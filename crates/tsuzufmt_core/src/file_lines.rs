//! Line-range restriction of formatting.
//!
//! A [`FileLines`] value says which lines of which files may be changed. Ranges
//! for a file are kept merged and sorted so membership is a binary search.

use std::cmp::Ordering;
use std::collections::BTreeMap;

use serde::{Deserialize, Serialize};

use crate::error::ValidationError;
use crate::input::FileName;

/// An inclusive range of 1-based line numbers.
#[derive(Debug, Clone, Copy, PartialEq, Eq, Hash, PartialOrd, Ord, Serialize)]
pub struct LineRange {
    start: u32,
    end: u32,
}

impl LineRange {
    /// Creates a range, rejecting zero lines and reversed bounds.
    pub fn new(start: u32, end: u32) -> Result<Self, ValidationError> {
        if start == 0 {
            return Err(ValidationError::NonPositiveLine { line: 0 });
        }
        if end == 0 {
            return Err(ValidationError::NonPositiveLine { line: 0 });
        }
        if start > end {
            return Err(ValidationError::StartAfterEnd { start, end });
        }
        Ok(Self { start, end })
    }

    #[inline]
    pub const fn start(&self) -> u32 {
        self.start
    }

    #[inline]
    pub const fn end(&self) -> u32 {
        self.end
    }

    /// Returns true if `line` lies inside the range.
    #[inline]
    pub const fn contains(&self, line: u32) -> bool {
        self.start <= line && line <= self.end
    }

    /// Whether `next` (which must not start before `self`) overlaps or touches this range.
    #[inline]
    fn adjoins(&self, next: &LineRange) -> bool {
        self.end.saturating_add(1) >= next.start
    }
}

/// What happens to files that have no entry in a restricted [`FileLines`].
#[derive(Debug, Clone, Copy, Default, PartialEq, Eq, Hash, Serialize, Deserialize)]
#[serde(rename_all = "lowercase")]
pub enum UnlistedFiles {
    /// Unlisted files are left untouched.
    #[default]
    Ineligible,
    /// Unlisted files are formatted in full.
    Eligible,
}

/// The set of lines, per file, that formatting may touch.
#[derive(Debug, Clone, PartialEq, Eq, Default)]
pub struct FileLines {
    /// `None` means no restriction is active.
    ranges: Option<BTreeMap<FileName, Vec<LineRange>>>,
    unlisted: UnlistedFiles,
}

#[derive(Deserialize)]
struct JsonSpan {
    file: String,
    range: [i64; 2],
}

impl FileLines {
    /// No restriction: every line of every file is eligible.
    pub fn all() -> Self {
        Self {
            ranges: None,
            unlisted: UnlistedFiles::Eligible,
        }
    }

    /// Builds a restriction from `(file, start, end)` triples.
    ///
    /// Every triple is validated before any merging happens.
    pub fn from_ranges<I>(triples: I, unlisted: UnlistedFiles) -> Result<Self, ValidationError>
    where
        I: IntoIterator<Item = (FileName, u32, u32)>,
    {
        let mut map: BTreeMap<FileName, Vec<LineRange>> = BTreeMap::new();
        for (file, start, end) in triples {
            let range = LineRange::new(start, end)?;
            map.entry(file).or_default().push(range);
        }
        Ok(Self::from_map(map, unlisted))
    }

    /// Builds a restriction from per-file range lists.
    ///
    /// A file mapped to an empty list has no eligible lines. Paths are keyed by
    /// [`FileName::normalized`], so `./a.src` and `a.src` share one entry.
    pub fn from_map(map: BTreeMap<FileName, Vec<LineRange>>, unlisted: UnlistedFiles) -> Self {
        let mut normalized: BTreeMap<FileName, Vec<LineRange>> = BTreeMap::new();
        for (file, ranges) in map {
            normalized
                .entry(file.normalized())
                .or_default()
                .extend(ranges);
        }
        let ranges = normalized
            .into_iter()
            .map(|(file, ranges)| (file, merge_ranges(ranges)))
            .collect();
        Self {
            ranges: Some(ranges),
            unlisted,
        }
    }

    /// Parses `[{"file": "lib.rs", "range": [7, 13]}, ...]`.
    ///
    /// The file name `stdin` refers to standard input.
    pub fn from_json(json: &str, unlisted: UnlistedFiles) -> Result<Self, ValidationError> {
        let spans: Vec<JsonSpan> =
            serde_json::from_str(json).map_err(|e| ValidationError::Json(e.to_string()))?;

        let mut triples = Vec::with_capacity(spans.len());
        for span in spans {
            let [start, end] = span.range;
            let start = positive_line(start)?;
            let end = positive_line(end)?;
            triples.push((FileName::from_label(&span.file), start, end));
        }
        Self::from_ranges(triples, unlisted)
    }

    /// Returns true if no restriction is active.
    pub fn is_all(&self) -> bool {
        self.ranges.is_none()
    }

    /// Policy for files without an entry.
    pub fn unlisted(&self) -> UnlistedFiles {
        self.unlisted
    }

    /// Merged ranges for `file`, if it has an entry.
    pub fn ranges_for(&self, file: &FileName) -> Option<&[LineRange]> {
        self.ranges
            .as_ref()?
            .get(&file.normalized())
            .map(Vec::as_slice)
    }

    /// Files with an explicit entry, as normalized paths.
    pub fn files(&self) -> impl Iterator<Item = &FileName> {
        self.ranges.iter().flat_map(|map| map.keys())
    }

    /// Resolves the eligible lines of `file` once, for repeated queries.
    pub fn lines_for(&self, file: &FileName) -> EligibleLines<'_> {
        let Some(map) = &self.ranges else {
            return EligibleLines::All;
        };
        match map.get(&file.normalized()) {
            Some(ranges) => EligibleLines::Ranges(ranges),
            None if self.unlisted == UnlistedFiles::Eligible => EligibleLines::All,
            None => EligibleLines::Ranges(&[]),
        }
    }

    /// Returns true if `line` of `file` may be changed.
    pub fn contains_line(&self, file: &FileName, line: u32) -> bool {
        self.lines_for(file).contains(line)
    }

    /// Returns true if `line` of `file` must be left byte-identical.
    pub fn restricts(&self, file: &FileName, line: u32) -> bool {
        !self.contains_line(file, line)
    }

    /// Returns true if every line of `file` is eligible.
    pub fn is_fully_eligible(&self, file: &FileName) -> bool {
        self.lines_for(file).is_all()
    }

    /// Returns true if at least one line of `file` may be eligible.
    pub fn has_eligible_lines(&self, file: &FileName) -> bool {
        !self.lines_for(file).is_empty()
    }
}

/// The eligible lines of a single file.
#[derive(Debug, Clone, Copy, PartialEq, Eq)]
pub enum EligibleLines<'a> {
    /// Every line may change.
    All,
    /// Only lines inside these merged ranges may change.
    Ranges(&'a [LineRange]),
}

impl EligibleLines<'_> {
    /// Returns true if `line` may be changed.
    pub fn contains(&self, line: u32) -> bool {
        match self {
            EligibleLines::All => true,
            EligibleLines::Ranges(ranges) => ranges
                .binary_search_by(|range| {
                    if range.end < line {
                        Ordering::Less
                    } else if range.start > line {
                        Ordering::Greater
                    } else {
                        Ordering::Equal
                    }
                })
                .is_ok(),
        }
    }

    pub fn is_all(&self) -> bool {
        matches!(self, EligibleLines::All)
    }

    /// Returns true if no line may be changed.
    pub fn is_empty(&self) -> bool {
        matches!(self, EligibleLines::Ranges(ranges) if ranges.is_empty())
    }
}

fn positive_line(line: i64) -> Result<u32, ValidationError> {
    if line <= 0 {
        return Err(ValidationError::NonPositiveLine { line });
    }
    u32::try_from(line).map_err(|_| ValidationError::Json(format!("line {} is too large", line)))
}

/// Sorts ranges and merges every pair where `end1 + 1 >= start2`.
pub fn merge_ranges(mut ranges: Vec<LineRange>) -> Vec<LineRange> {
    ranges.sort_unstable();

    let mut merged: Vec<LineRange> = Vec::with_capacity(ranges.len());
    for range in ranges {
        match merged.last_mut() {
            Some(last) if last.adjoins(&range) => {
                last.end = last.end.max(range.end);
            }
            _ => merged.push(range),
        }
    }
    merged
}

- **EXERCISE DIRECTIONS**
Every entry is to be printed exactly as given.

- **WRITTEN REPLY**
filename crates/tsuzufmt_core/src/file_lines.rs
//! Line-range restriction of formatting.
//!
//! A [`FileLines`] value says which lines of which files may be changed. Ranges
//! for a file are kept merged and sorted so membership is a binary search.

use std::cmp::Ordering;
use std::collections::BTreeMap;

use serde::{Deserialize, Serialize};

use crate::error::ValidationError;
use crate::input::FileName;

/// An inclusive range of 1-based line numbers.
#[derive(Debug, Clone, Copy, PartialEq, Eq, Hash, PartialOrd, Ord, Serialize)]
pub struct LineRange {
    start: u32,
    end: u32,
}

impl LineRange {
    /// Creates a range, rejecting zero lines and reversed bounds.
    pub fn new(start: u32, end: u32) -> Result<Self, ValidationError> {
        if start == 0 {
            return Err(ValidationError::NonPositiveLine { line: 0 });
        }
        if end == 0 {
            return Err(ValidationError::NonPositiveLine { line: 0 });
        }
        if start > end {
            return Err(ValidationError::StartAfterEnd { start, end });
        }
        Ok(Self { start, end })
    }

    #[inline]
    pub const fn start(&self) -> u32 {
        self.start
    }

    #[inline]
    pub const fn end(&self) -> u32 {
        self.end
    }

    /// Returns true if `line` lies inside the range.
    #[inline]
    pub const fn contains(&self, line: u32) -> bool {
        self.start <= line && line <= self.end
    }

    /// Whether `next` (which must not start before `self`) overlaps or touches this range.
    #[inline]
    fn adjoins(&self, next: &LineRange) -> bool {
        self.end.saturating_add(1) >= next.start
    }
}

/// What happens to files that have no entry in a restricted [`FileLines`].
#[derive(Debug, Clone, Copy, Default, PartialEq, Eq, Hash, Serialize, Deserialize)]
#[serde(rename_all = "lowercase")]
pub enum UnlistedFiles {
    /// Unlisted files are left untouched.
    #[default]
    Ineligible,
    /// Unlisted files are formatted in full.
    Eligible,
}

/// The set of lines, per file, that formatting may touch.
#[derive(Debug, Clone, PartialEq, Eq, Default)]
pub struct FileLines {
    /// `None` means no restriction is active.
    ranges: Option<BTreeMap<FileName, Vec<LineRange>>>,
    unlisted: UnlistedFiles,
}

#[derive(Deserialize)]
struct JsonSpan {
    file: String,
    range: [i64; 2],
}

impl FileLines {
    /// No restriction: every line of every file is eligible.
    pub fn all() -> Self {
        Self {
            ranges: None,
            unlisted: UnlistedFiles::Eligible,
        }
    }

    /// Builds a restriction from `(file, start, end)` triples.
    ///
    /// Every triple is validated before any merging happens.
    pub fn from_ranges<I>(triples: I, unlisted: UnlistedFiles) -> Result<Self, ValidationError>
    where
        I: IntoIterator<Item = (FileName, u32, u32)>,
    {
        let mut map: BTreeMap<FileName, Vec<LineRange>> = BTreeMap::new();
        for (file, start, end) in triples {
            let range = LineRange::new(start, end)?;
            map.entry(file).or_default().push(range);
        }
        Ok(Self::from_map(map, unlisted))
    }

    /// Builds a restriction from per-file range lists.
    ///
    /// A file mapped to an empty list has no eligible lines. Paths are keyed by
    /// [`FileName::normalized`], so `./a.src` and `a.src` share one entry.
    pub fn from_map(map: BTreeMap<FileName, Vec<LineRange>>, unlisted: UnlistedFiles) -> Self {
        let mut normalized: BTreeMap<FileName, Vec<LineRange>> = BTreeMap::new();
        for (file, ranges) in map {
            normalized
                .entry(file.normalized())
                .or_default()
                .extend(ranges);
        }
        let ranges = normalized
            .into_iter()
            .map(|(file, ranges)| (file, merge_ranges(ranges)))
            .collect();
        Self {
            ranges: Some(ranges),
            unlisted,
        }
    }

    /// Parses `[{"file": "lib.rs", "range": [7, 13]}, ...]`.
    ///
    /// The file name `stdin` refers to standard input.
    pub fn from_json(json: &str, unlisted: UnlistedFiles) -> Result<Self, ValidationError> {
        let spans: Vec<JsonSpan> =
            serde_json::from_str(json).map_err(|e| ValidationError::Json(e.to_string()))?;

        let mut triples = Vec::with_capacity(spans.len());
        for span in spans {
            let [start, end] = span.range;
            let start = positive_line(start)?;
            let end = positive_line(end)?;
            triples.push((FileName::from_label(&span.file), start, end));
        }
        Self::from_ranges(triples, unlisted)
    }

    /// Returns true if no restriction is active.
    pub fn is_all(&self) -> bool {
        self.ranges.is_none()
    }

    /// Policy for files without an entry.
    pub fn unlisted(&self) -> UnlistedFiles {
        self.unlisted
    }

    /// Merged ranges for `file`, if it has an entry.
    pub fn ranges_for(&self, file: &FileName) -> Option<&[LineRange]> {
        self.ranges
            .as_ref()?
            .get(&file.normalized())
            .map(Vec::as_slice)
    }

    /// Files with an explicit entry, as normalized paths.
    pub fn files(&self) -> impl Iterator<Item = &FileName> {
        self.ranges.iter().flat_map(|map| map.keys())
    }

    /// Resolves the eligible lines of `file` once, for repeated queries.
    pub fn lines_for(&self, file: &FileName) -> EligibleLines<'_> {
        let Some(map) = &self.ranges else {
            return EligibleLines::All;
        };
        match map.get(&file.normalized()) {
            Some(ranges) => EligibleLines::Ranges(ranges),
            None if self.unlisted == UnlistedFiles::Eligible => EligibleLines::All,
            None => EligibleLines::Ranges(&[]),
        }
    }

    /// Returns true if `line` of `file` may be changed.
    pub fn contains_line(&self, file: &FileName, line: u32) -> bool {
        self.lines_for(file).contains(line)
    }

    /// Returns true if `line` of `file` must be left byte-identical.
    pub fn restricts(&self, file: &FileName, line: u32) -> bool {
        !self.contains_line(file, line)
    }

    /// Returns true if every line of `file` is eligible.
    pub fn is_fully_eligible(&self, file: &FileName) -> bool {
        self.lines_for(file).is_all()
    }

    /// Returns true if at least one line of `file` may be eligible.
    pub fn has_eligible_lines(&self, file: &FileName) -> bool {
        !self.lines_for(file).is_empty()
    }
}

/// The eligible lines of a single file.
#[derive(Debug, Clone, Copy, PartialEq, Eq)]
pub enum EligibleLines<'a> {
    /// Every line may change.
    All,
    /// Only lines inside these merged ranges may change.
    Ranges(&'a [LineRange]),
}

impl EligibleLines<'_> {
    /// Returns true if `line` may be changed.
    pub fn contains(&self, line: u32) -> bool {
        match self {
            EligibleLines::All => true,
            EligibleLines::Ranges(ranges) => ranges
                .binary_search_by(|range| {
                    if range.end < line {
                        Ordering::Less
                    } else if range.start > line {
                        Ordering::Greater
                    } else {
                        Ordering::Equal
                    }
                })
                .is_ok(),
        }
    }

    pub fn is_all(&self) -> bool {
        matches!(self, EligibleLines::All)
    }

    /// Returns true if no line may be changed.
    pub fn is_empty(&self) -> bool {
        matches!(self, EligibleLines::Ranges(ranges) if ranges.is_empty())
    }
}

fn positive_line(line: i64) -> Result<u32, ValidationError> {
    if line <= 0 {
        return Err(ValidationError::NonPositiveLine { line });
    }
    u32::try_from(line).map_err(|_| ValidationError::Json(format!("line {} is too large", line)))
}

/// Sorts ranges and merges every pair where `end1 + 1 >= start2`.
pub fn merge_ranges(mut ranges: Vec<LineRange>) -> Vec<LineRange> {
    ranges.sort_unstable();

    let mut merged: Vec<LineRange> = Vec::with_capacity(ranges.len());
    for range in ranges {
        match merged.last_mut() {
            Some(last) if last.adjoins(&range) => {
                last.end = last.end.max(range.end);
            }
            _ => merged.push(range),
        }
    }
    merged
}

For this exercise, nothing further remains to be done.